A new report has found a major disconnect in the workplace. Workers are miserable and are planning to quit their jobs and their bosses have no idea.

Workers are miserable and are planning to quit their jobs and their bosses are totally oblivious. This is according to a Bloomberg News article about a Microsoft’s Work Trend Index, which was released Monday. The survey of 30,000 global workers from a variety of companies in 31 countries found that most people feel like they are struggling or just surviving in pandemic work conditions and that large numbers of people are considering leaving their current employer this year. Meanwhile, most business leaders surveyed said they are “thriving.”

Forty-one per cent of workers said they’re considering leaving their jobs, 54% said they’re overworked, and 39% are exhausted. Forty-six per cent of respondents said they are planning to move to a new location this year, a clear development of the new remote work culture.

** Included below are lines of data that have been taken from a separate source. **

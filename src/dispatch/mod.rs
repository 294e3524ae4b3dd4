//! Event dispatch: classify each inbound event and run its terminal state.

pub mod dispatcher;
pub mod event;

pub use dispatcher::{
    Classification, DEFAULT_GROUP_DEBOUNCE, Dispatcher, DispatcherConfig, Outcome, classify,
};
pub use event::{InboundEvent, PhotoRef};
//! Caption vocabulary. Turns a photo caption into a command.
//!
//! Captions are normalised before matching: everything outside
//! `[A-Za-z0-9 ]` is dropped, whitespace runs collapse to one space, and
//! the result is trimmed and lower-cased. `"Salt_n_Pepper!"` therefore
//! normalises to `"saltnpepper"`.

use std::sync::LazyLock;

use regex::Regex;

static DISALLOWED: LazyLock<Regex> = LazyLock::new(|| Regex::new(r"[^a-zA-Z0-9 ]").unwrap());

static WHITESPACE: LazyLock<Regex> = LazyLock::new(|| Regex::new(r" {2,}").unwrap());

/// Keywords that request object detection instead of a filter.
const DETECTION_KEYWORDS: &[&str] = &["yolo", "detect"];

/// A pixel filter the relay can apply.
#[derive(Debug, Clone, Copy, PartialEq, Eq, Hash)]
pub enum Filter {
    Blur,
    Rotate,
    SaltAndPepper,
    Contour,
    Segment,
    /// Multi-photo only: joins every photo of a group.
    Concat,
}

impl Filter {
    /// Look up a normalised caption.
    pub fn from_normalized(caption: &str) -> Option<Self> {
        match caption {
            "blur" => Some(Self::Blur),
            "rotate" => Some(Self::Rotate),
            "salt and pepper" | "saltnpepper" => Some(Self::SaltAndPepper),
            "contour" => Some(Self::Contour),
            "segment" => Some(Self::Segment),
            "concat" => Some(Self::Concat),
            _ => None,
        }
    }

    pub fn name(self) -> &'static str {
        match self {
            Self::Blur => "blur",
            Self::Rotate => "rotate",
            Self::SaltAndPepper => "salt and pepper",
            Self::Contour => "contour",
            Self::Segment => "segment",
            Self::Concat => "concat",
        }
    }
}

impl std::fmt::Display for Filter {
    fn fmt(&self, f: &mut std::fmt::Formatter<'_>) -> std::fmt::Result {
        f.write_str(self.name())
    }
}

/// What a caption asks for.
#[derive(Debug, Clone, PartialEq, Eq)]
pub enum CaptionCommand {
    /// No usable caption.
    Empty,
    /// Forward to the detection service.
    Detect,
    /// Apply a known filter.
    Filter(Filter),
    /// Anything else; carries the normalised text.
    Unknown(String),
}

impl CaptionCommand {
    pub fn parse(raw: Option<&str>) -> Self {
        let normalized = normalize_caption(raw.unwrap_or_default());
        if normalized.is_empty() {
            return Self::Empty;
        }
        if DETECTION_KEYWORDS.contains(&normalized.as_str()) {
            return Self::Detect;
        }
        match Filter::from_normalized(&normalized) {
            Some(filter) => Self::Filter(filter),
            None => Self::Unknown(normalized),
        }
    }
}

/// Normalise a caption for matching.
pub fn normalize_caption(raw: &str) -> String {
    let ascii = DISALLOWED.replace_all(raw, "");
    WHITESPACE
        .replace_all(ascii.trim(), " ")
        .to_lowercase()
}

“Leaders are out of touch”

A majority of managers, on the other hand, said they are doing really well – “thriving,” in fact.

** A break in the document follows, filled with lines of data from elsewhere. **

//! Shared per-process state: dedup, photo groups, debounce timers and the
//! single-flight guard.

pub mod debounce;
pub mod dedup;
pub mod registry;
pub mod single_flight;

pub use debounce::{DebounceScheduler, TimerHandle};
pub use dedup::{DEFAULT_DEDUP_CAPACITY, DedupKey, DedupWindow};
pub use registry::{GroupSession, GroupUpdate, SessionRegistry};
pub use single_flight::{FlightPermit, ResourceClass, SingleFlightGuard};
//! Luminance images and the filters the relay applies to them.

pub mod filter;
pub mod matrix;
pub mod transform;

pub use filter::{CaptionCommand, Filter, normalize_caption};
pub use matrix::PixelMatrix;
pub use transform::{Axis, DEFAULT_BLUR_KERNEL, DEFAULT_SEGMENT_THRESHOLD};

use crate::error::{DispatchError, TransformError};

/// Tunables for the single-photo filters.
#[derive(Debug, Clone, Copy)]
pub struct FilterSettings {
    pub blur_kernel: usize,
    pub segment_threshold: u8,
}

impl Default for FilterSettings {
    fn default() -> Self {
        Self {
            blur_kernel: DEFAULT_BLUR_KERNEL,
            segment_threshold: DEFAULT_SEGMENT_THRESHOLD,
        }
    }
}

/// Apply a single-photo filter.
pub fn apply_filter(
    image: &PixelMatrix,
    filter: Filter,
    settings: FilterSettings,
) -> Result<PixelMatrix, DispatchError> {
    let out = match filter {
        Filter::Blur => image.blur(settings.blur_kernel)?,
        Filter::Rotate => image.rotate_clockwise(),
        Filter::SaltAndPepper => image.salt_and_pepper(&mut rand::thread_rng()),
        Filter::Contour => image.contour(),
        Filter::Segment => image.segment(settings.segment_threshold),
        Filter::Concat => {
            return Err(DispatchError::NotEnoughPhotos {
                filter: "concat",
                needed: 2,
                got: 1,
            });
        }
    };
    Ok(out)
}

/// Fold every image into one, left to right.
///
/// Each step goes side by side when the heights match and stacks when the
/// widths match.
pub fn concat_all(images: &[PixelMatrix]) -> Result<PixelMatrix, DispatchError> {
    let Some((first, rest)) = images.split_first() else {
        return Err(DispatchError::NotEnoughPhotos {
            filter: "concat",
            needed: 2,
            got: 0,
        });
    };
    if rest.is_empty() {
        return Err(DispatchError::NotEnoughPhotos {
            filter: "concat",
            needed: 2,
            got: 1,
        });
    }
    rest.iter()
        .try_fold(first.clone(), |acc, next| acc.concat_auto(next))
        .map_err(|e: TransformError| e.into())
}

“Leaders are out of touch,” said Microsoft Vice President Jared Spataro. “Sixty-one per cent say they are thriving — that’s 23 per cent higher than the average worker, so there is a disconnect there. They’re like ‘this is great!’”

The study showed the use of Microsoft’s Teams chat and teleconference product is going up, which is taking a toll on workers. Time spent in Teams meetings has more than doubled, meetings are 10 minutes longer, and the typical Teams user is sending 45% more chats a week, with 42% more of them after typical work hours.

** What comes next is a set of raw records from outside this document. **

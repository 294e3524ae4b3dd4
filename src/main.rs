use std::sync::Arc;

use anyhow::Context;
use futures::StreamExt;
use tracing_subscriber::layer::SubscriberExt;
use tracing_subscriber::util::SubscriberInitExt;
use tracing_subscriber::EnvFilter;

use photo_relay::channels::{Messenger, TelegramChannel, WebhookState, webhook_routes};
use photo_relay::config::{BotConfig, COLLABORATOR_TIMEOUT, StorageConfig};
use photo_relay::detection::{Detector, HttpDetector};
use photo_relay::dispatch::Dispatcher;
use photo_relay::storage::{HttpObjectStore, LocalObjectStore, ObjectStore};

const LOG_FILE_PREFIX: &str = "photo-relay.log";

#[tokio::main]
async fn main() -> anyhow::Result<()> {
    let config = match BotConfig::from_env() {
        Ok(c) => c,
        Err(e) => {
            eprintln!("Error: {e}");
            eprintln!("  export TELEGRAM_BOT_TOKEN=123456:ABC-...");
            std::process::exit(1);
        }
    };

    // Initialize tracing; the guard flushes the file writer on exit
    let _log_guard = init_tracing(&config);

    eprintln!("📷 Photo Relay v{}", env!("CARGO_PKG_VERSION"));
    eprintln!(
        "   Telegram: {} (allowed: {})",
        if config.app_url.is_some() { "webhook" } else { "long-poll" },
        if config.allowed_users.iter().any(|u| u == "*") {
            "everyone".to_string()
        } else {
            config.allowed_users.join(", ")
        }
    );
    eprintln!("   Detection: {} ({:?})", config.detection_url, config.detection_mode);
    eprintln!("   Storage: {:?}\n", config.storage);

    let telegram = Arc::new(TelegramChannel::new(
        config.bot_token.clone(),
        config.allowed_users.clone(),
    ));
    telegram
        .health_check()
        .await
        .context("Telegram is unreachable or the bot token is invalid")?;

    let store: Option<Arc<dyn ObjectStore>> = match &config.storage {
        StorageConfig::Disabled => None,
        StorageConfig::Local(dir) => Some(Arc::new(LocalObjectStore::new(dir.clone()))),
        StorageConfig::Http(url) => Some(Arc::new(HttpObjectStore::new(
            url.clone(),
            COLLABORATOR_TIMEOUT,
        ))),
    };

    let detector: Arc<dyn Detector> = Arc::new(HttpDetector::new(
        config.detection_url.clone(),
        config.detection_mode.clone(),
        COLLABORATOR_TIMEOUT,
    ));

    let messenger: Arc<dyn Messenger> = telegram.clone();
    let dispatcher = Arc::new(Dispatcher::new(
        messenger,
        detector,
        store,
        config.dispatcher.clone(),
    ));

    let state = WebhookState::new(
        Arc::clone(&dispatcher),
        Arc::clone(&telegram),
        config.webhook_secret.clone(),
    );
    let app = webhook_routes(state);
    let listener = tokio::net::TcpListener::bind(config.bind_addr)
        .await
        .with_context(|| format!("Failed to bind {}", config.bind_addr))?;
    tracing::info!(addr = %config.bind_addr, "HTTP server started");

    match config.webhook_url() {
        Some(url) => {
            telegram
                .set_webhook(&url, &config.webhook_secret)
                .await
                .context("Failed to register the Telegram webhook")?;
        }
        None => {
            telegram
                .delete_webhook()
                .await
                .context("Failed to clear the Telegram webhook")?;
            let mut events = telegram.start_polling();
            let dispatcher = Arc::clone(&dispatcher);
            tokio::spawn(async move {
                while let Some(event) = events.next().await {
                    let dispatcher = Arc::clone(&dispatcher);
                    tokio::spawn(async move {
                        let outcome = dispatcher.handle(event).await;
                        tracing::debug!(?outcome, "Polled event handled");
                    });
                }
            });
        }
    }

    axum::serve(listener, app)
        .with_graceful_shutdown(shutdown_signal())
        .await
        .context("HTTP server failed")?;

    tracing::info!("Shutting down");
    Ok(())
}

fn init_tracing(config: &BotConfig) -> Option<tracing_appender::non_blocking::WorkerGuard> {
    let env_filter =
        EnvFilter::try_from_default_env().unwrap_or_else(|_| EnvFilter::new("info"));

    let (file_layer, guard) = match &config.log_dir {
        Some(dir) => {
            let appender = tracing_appender::rolling::daily(dir, LOG_FILE_PREFIX);
            let (writer, guard) = tracing_appender::non_blocking(appender);
            let layer = tracing_subscriber::fmt::layer()
                .with_writer(writer)
                .with_ansi(false)
                .with_target(true);
            (Some(layer), Some(guard))
        }
        None => (None, None),
    };

    tracing_subscriber::registry()
        .with(env_filter)
        .with(tracing_subscriber::fmt::layer().with_target(false))
        .with(file_layer)
        .init();

    guard
}

async fn shutdown_signal() {
    if let Err(e) = tokio::signal::ctrl_c().await {
        tracing::warn!("Failed to listen for Ctrl-C: {e}");
        std::future::pending::<()>().await;
    }
}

“There’s this feeling that all of a sudden the boundaries are gone — ‘my boss somehow thinks he can wake me up at seven and keep pinging me at seven or eight or nine p.m.,’” Spataro said. “We think it’s important for people to recognize, ‘look humans perform better on a schedule.”

This doesn’t necessarily mean we’re all spending that much more time on work. Prior to the pandemic, many of these chats and scheduled meetings might instead have been office conversations held in passing or we would be walking over the someone desk for a 5-minute check in. But that doesn’t mean there isn’t a disconnect and that leaders aren’t going to be blindsided when their workers start leaving.

Ideally, managers should be conducting regular check-ins with their team members and employees also should be setting boundaries.

Planning to quit? Don’t do it without a new job lined up

It’s also important to have another job lined up before leaving a current one. There are jobs out there, and unemployment doesn’t carry the same stigma that it did pre-pandemic, but it’s always better to find something first rather than jump into the abyss.